WORK TASK → Only some lines are wanted. Transcribe, exactly, the lines below from the line with "filename src/ohlcv.rs" up to and including the line with "the wall-clock time".

(Collected data)
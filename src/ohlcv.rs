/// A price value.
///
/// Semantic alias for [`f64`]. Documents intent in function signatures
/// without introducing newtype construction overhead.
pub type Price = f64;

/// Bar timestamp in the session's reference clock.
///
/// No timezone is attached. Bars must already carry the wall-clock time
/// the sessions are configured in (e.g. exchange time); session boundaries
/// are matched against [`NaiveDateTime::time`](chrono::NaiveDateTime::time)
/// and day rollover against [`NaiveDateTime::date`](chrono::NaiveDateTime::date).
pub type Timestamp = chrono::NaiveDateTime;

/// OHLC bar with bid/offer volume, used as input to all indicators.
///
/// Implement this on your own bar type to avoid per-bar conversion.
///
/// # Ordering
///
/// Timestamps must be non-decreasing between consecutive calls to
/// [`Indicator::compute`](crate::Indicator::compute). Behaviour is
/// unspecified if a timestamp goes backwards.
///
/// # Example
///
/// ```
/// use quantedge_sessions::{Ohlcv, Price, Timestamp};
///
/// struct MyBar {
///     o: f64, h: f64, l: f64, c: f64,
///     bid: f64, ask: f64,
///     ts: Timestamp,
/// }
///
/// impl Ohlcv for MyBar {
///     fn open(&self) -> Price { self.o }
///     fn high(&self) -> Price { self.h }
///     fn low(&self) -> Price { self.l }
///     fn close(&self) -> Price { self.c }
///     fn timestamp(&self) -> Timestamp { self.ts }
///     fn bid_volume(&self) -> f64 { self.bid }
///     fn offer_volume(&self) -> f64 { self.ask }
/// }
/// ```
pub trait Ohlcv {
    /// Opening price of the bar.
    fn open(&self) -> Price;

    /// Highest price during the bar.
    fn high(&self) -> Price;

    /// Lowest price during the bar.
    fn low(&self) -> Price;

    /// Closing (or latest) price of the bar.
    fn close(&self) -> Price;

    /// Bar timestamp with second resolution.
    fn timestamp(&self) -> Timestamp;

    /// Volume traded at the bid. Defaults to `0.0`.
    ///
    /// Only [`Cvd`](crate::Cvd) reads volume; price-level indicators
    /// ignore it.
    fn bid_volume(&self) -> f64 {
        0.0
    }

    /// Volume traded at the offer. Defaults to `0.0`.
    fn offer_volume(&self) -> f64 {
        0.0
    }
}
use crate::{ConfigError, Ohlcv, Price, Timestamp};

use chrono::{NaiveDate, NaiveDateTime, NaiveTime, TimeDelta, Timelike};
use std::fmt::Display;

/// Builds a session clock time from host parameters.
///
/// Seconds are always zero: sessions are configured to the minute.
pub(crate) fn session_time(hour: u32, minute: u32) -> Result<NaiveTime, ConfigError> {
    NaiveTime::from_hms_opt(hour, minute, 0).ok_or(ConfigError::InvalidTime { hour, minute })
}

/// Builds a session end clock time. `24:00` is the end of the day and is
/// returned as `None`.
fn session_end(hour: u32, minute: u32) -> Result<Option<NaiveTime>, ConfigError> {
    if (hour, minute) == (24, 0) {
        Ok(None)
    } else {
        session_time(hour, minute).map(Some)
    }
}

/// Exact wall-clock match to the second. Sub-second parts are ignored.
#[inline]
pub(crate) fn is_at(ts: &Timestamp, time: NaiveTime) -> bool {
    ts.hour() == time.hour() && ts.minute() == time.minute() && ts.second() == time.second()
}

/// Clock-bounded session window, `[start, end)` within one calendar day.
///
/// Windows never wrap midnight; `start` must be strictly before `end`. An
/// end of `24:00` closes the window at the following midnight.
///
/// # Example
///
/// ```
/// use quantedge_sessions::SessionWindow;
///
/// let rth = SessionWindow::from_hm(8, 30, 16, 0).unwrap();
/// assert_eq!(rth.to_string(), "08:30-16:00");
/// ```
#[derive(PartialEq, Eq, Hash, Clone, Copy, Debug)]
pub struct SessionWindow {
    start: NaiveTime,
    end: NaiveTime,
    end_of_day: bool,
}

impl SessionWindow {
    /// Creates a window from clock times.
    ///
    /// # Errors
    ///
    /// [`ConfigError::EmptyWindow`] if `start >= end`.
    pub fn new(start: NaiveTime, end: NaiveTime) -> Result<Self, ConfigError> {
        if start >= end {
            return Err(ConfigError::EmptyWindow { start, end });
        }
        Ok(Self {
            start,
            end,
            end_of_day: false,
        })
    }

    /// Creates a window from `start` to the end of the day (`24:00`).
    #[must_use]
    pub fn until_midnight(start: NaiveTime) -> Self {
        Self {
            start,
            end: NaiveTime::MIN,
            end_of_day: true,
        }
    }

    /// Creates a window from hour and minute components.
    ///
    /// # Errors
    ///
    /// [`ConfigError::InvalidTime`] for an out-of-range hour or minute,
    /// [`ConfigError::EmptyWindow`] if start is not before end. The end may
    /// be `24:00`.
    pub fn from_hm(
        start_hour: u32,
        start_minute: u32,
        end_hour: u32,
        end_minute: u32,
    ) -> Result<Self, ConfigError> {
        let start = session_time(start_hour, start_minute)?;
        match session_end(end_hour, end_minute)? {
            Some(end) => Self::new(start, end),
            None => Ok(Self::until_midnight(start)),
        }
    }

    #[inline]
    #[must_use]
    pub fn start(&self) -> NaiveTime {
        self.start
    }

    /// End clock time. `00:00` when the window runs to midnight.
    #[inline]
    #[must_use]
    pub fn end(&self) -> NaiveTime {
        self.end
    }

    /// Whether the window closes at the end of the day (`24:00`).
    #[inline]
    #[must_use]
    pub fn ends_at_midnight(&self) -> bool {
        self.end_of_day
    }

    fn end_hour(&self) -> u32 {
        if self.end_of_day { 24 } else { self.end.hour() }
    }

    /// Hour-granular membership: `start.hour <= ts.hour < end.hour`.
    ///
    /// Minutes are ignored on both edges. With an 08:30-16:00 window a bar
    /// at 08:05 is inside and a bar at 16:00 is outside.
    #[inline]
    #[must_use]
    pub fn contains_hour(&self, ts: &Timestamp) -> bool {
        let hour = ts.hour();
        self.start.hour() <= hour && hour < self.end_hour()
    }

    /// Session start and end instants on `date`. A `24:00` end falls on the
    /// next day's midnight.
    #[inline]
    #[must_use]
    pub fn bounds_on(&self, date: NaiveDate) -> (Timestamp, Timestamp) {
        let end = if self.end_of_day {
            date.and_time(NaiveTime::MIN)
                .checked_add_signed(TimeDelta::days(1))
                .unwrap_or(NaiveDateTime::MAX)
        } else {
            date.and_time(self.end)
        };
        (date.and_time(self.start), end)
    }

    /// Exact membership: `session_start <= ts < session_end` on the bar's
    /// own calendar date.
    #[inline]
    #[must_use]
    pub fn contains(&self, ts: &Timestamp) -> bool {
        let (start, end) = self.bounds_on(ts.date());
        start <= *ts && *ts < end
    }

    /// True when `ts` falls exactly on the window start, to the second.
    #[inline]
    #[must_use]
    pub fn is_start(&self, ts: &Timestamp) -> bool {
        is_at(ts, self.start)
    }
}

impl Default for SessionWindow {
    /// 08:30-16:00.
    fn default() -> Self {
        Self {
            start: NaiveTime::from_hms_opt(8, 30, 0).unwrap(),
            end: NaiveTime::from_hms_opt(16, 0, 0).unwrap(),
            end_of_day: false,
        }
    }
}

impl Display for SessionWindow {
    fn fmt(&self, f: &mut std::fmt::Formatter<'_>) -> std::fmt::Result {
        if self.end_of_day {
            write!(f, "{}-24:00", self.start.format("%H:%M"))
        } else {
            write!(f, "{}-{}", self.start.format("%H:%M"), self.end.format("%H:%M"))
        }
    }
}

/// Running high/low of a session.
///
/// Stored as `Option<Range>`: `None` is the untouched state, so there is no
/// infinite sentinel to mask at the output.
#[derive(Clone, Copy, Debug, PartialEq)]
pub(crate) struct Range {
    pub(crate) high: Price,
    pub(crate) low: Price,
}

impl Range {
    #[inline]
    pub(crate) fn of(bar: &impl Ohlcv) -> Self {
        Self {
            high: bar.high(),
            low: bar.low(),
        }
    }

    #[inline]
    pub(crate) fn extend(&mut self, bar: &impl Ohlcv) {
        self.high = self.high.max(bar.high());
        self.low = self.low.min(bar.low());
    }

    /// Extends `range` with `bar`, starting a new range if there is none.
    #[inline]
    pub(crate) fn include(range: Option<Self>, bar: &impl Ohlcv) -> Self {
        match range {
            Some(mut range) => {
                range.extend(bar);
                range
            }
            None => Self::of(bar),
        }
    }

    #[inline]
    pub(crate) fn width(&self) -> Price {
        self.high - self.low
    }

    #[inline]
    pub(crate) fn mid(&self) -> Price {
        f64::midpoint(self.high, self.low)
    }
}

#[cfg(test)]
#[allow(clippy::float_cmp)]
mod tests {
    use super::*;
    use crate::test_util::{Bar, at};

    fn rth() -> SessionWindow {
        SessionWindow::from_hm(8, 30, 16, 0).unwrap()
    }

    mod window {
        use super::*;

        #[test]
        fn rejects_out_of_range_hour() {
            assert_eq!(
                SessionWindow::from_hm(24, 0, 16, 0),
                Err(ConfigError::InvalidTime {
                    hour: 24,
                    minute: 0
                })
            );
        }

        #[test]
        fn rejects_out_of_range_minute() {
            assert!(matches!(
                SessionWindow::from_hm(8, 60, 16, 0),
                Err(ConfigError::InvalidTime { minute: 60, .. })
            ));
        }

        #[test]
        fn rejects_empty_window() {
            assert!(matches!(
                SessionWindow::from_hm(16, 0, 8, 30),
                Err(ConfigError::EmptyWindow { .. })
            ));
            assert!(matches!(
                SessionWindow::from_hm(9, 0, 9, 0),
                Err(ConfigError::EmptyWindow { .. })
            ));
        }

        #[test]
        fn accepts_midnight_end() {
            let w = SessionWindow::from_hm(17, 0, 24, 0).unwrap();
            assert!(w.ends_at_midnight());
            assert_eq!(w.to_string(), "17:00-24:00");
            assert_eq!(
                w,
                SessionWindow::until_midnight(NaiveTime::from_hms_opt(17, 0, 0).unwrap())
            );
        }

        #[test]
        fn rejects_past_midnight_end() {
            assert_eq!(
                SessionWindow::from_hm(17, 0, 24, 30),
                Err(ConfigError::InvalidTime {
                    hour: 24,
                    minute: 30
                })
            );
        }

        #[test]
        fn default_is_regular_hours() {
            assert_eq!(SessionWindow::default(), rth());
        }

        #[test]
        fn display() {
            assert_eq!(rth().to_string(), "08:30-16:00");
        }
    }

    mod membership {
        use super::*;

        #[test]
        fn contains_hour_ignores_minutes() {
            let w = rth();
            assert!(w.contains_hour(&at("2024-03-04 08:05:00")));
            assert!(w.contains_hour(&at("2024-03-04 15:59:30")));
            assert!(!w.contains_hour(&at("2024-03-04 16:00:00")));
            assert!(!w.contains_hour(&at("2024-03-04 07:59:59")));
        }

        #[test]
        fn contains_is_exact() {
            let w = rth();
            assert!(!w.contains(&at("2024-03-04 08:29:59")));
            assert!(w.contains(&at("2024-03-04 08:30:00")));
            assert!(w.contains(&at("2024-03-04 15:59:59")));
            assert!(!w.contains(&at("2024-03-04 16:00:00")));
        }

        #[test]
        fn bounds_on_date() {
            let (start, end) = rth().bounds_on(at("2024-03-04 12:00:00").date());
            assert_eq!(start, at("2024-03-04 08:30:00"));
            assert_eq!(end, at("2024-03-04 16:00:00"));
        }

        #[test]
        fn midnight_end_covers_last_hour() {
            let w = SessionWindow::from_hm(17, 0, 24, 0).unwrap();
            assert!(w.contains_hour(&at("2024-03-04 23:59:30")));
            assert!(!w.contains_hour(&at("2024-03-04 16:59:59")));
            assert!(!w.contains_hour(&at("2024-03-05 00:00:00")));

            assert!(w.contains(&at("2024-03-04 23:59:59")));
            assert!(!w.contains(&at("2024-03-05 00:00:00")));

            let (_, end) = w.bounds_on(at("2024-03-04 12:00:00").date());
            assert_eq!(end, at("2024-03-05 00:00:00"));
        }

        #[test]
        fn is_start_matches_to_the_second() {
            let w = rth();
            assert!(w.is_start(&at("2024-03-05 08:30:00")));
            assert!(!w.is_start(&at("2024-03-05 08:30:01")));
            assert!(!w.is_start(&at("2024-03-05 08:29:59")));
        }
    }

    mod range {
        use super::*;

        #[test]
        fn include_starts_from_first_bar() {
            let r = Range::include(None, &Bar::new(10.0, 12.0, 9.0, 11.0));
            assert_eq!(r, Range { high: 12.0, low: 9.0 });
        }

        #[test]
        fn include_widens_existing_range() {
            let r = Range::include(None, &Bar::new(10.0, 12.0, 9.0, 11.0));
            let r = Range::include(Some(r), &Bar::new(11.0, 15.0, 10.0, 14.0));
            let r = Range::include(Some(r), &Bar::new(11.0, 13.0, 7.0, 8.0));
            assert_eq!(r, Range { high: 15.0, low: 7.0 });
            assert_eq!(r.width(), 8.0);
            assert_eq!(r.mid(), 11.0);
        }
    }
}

---

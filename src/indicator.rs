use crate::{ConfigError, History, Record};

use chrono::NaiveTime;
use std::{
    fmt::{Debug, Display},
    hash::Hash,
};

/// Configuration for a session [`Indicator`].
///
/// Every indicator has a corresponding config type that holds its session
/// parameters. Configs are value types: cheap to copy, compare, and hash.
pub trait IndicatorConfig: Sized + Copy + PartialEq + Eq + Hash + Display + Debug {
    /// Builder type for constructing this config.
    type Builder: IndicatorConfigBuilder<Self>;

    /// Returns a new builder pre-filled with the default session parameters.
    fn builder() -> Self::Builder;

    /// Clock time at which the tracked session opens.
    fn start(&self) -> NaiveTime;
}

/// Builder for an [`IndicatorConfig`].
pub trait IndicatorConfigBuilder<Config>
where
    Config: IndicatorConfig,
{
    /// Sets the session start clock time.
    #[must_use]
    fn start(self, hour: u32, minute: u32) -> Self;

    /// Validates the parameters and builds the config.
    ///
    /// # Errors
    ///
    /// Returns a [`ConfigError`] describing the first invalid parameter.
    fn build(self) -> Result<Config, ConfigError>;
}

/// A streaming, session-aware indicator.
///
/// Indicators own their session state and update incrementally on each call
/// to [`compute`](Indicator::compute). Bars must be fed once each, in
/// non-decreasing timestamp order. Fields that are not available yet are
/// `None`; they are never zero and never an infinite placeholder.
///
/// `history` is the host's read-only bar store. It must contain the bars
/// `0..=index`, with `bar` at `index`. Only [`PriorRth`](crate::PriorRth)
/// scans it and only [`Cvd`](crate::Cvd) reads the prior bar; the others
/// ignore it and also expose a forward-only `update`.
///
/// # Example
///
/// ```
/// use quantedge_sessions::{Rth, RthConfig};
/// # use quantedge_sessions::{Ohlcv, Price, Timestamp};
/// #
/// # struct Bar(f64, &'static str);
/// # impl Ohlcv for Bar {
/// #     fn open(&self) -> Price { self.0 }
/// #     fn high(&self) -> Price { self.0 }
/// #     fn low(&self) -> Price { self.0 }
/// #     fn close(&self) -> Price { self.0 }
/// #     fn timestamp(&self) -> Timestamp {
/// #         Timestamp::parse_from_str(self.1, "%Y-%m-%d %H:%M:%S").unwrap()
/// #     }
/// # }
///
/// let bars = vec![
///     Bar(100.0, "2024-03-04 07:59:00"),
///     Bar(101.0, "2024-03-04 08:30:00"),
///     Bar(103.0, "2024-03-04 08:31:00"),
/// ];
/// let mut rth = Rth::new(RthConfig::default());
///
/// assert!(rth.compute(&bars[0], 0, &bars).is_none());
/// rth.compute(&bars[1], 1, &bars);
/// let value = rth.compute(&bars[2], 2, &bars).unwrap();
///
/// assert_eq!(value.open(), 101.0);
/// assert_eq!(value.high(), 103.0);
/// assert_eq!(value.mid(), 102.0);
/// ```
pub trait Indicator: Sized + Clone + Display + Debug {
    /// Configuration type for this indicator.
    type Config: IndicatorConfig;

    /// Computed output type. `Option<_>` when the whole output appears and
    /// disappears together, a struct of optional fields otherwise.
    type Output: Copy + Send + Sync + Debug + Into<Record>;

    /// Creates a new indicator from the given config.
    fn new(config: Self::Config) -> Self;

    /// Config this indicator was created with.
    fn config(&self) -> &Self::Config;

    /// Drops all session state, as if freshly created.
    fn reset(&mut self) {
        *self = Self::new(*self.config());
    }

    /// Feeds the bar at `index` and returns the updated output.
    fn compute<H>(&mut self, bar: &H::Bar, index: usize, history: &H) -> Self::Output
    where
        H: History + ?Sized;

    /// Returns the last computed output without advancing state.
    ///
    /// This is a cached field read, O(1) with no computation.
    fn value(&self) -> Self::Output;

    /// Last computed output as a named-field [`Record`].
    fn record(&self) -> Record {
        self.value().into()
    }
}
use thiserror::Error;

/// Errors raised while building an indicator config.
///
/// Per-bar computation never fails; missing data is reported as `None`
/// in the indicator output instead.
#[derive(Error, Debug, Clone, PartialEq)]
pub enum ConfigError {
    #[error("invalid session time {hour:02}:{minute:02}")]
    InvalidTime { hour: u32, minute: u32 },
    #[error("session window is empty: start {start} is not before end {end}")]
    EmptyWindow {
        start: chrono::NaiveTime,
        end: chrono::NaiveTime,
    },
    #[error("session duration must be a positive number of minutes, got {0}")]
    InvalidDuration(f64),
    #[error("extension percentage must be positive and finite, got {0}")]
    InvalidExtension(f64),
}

EXERCISE ANSWER →
filename src/ohlcv.rs
/// A price value.
///
/// Semantic alias for [`f64`]. Documents intent in function signatures
/// without introducing newtype construction overhead.
pub type Price = f64;

/// Bar timestamp in the session's reference clock.
///
/// No timezone is attached. Bars must already carry the wall-clock time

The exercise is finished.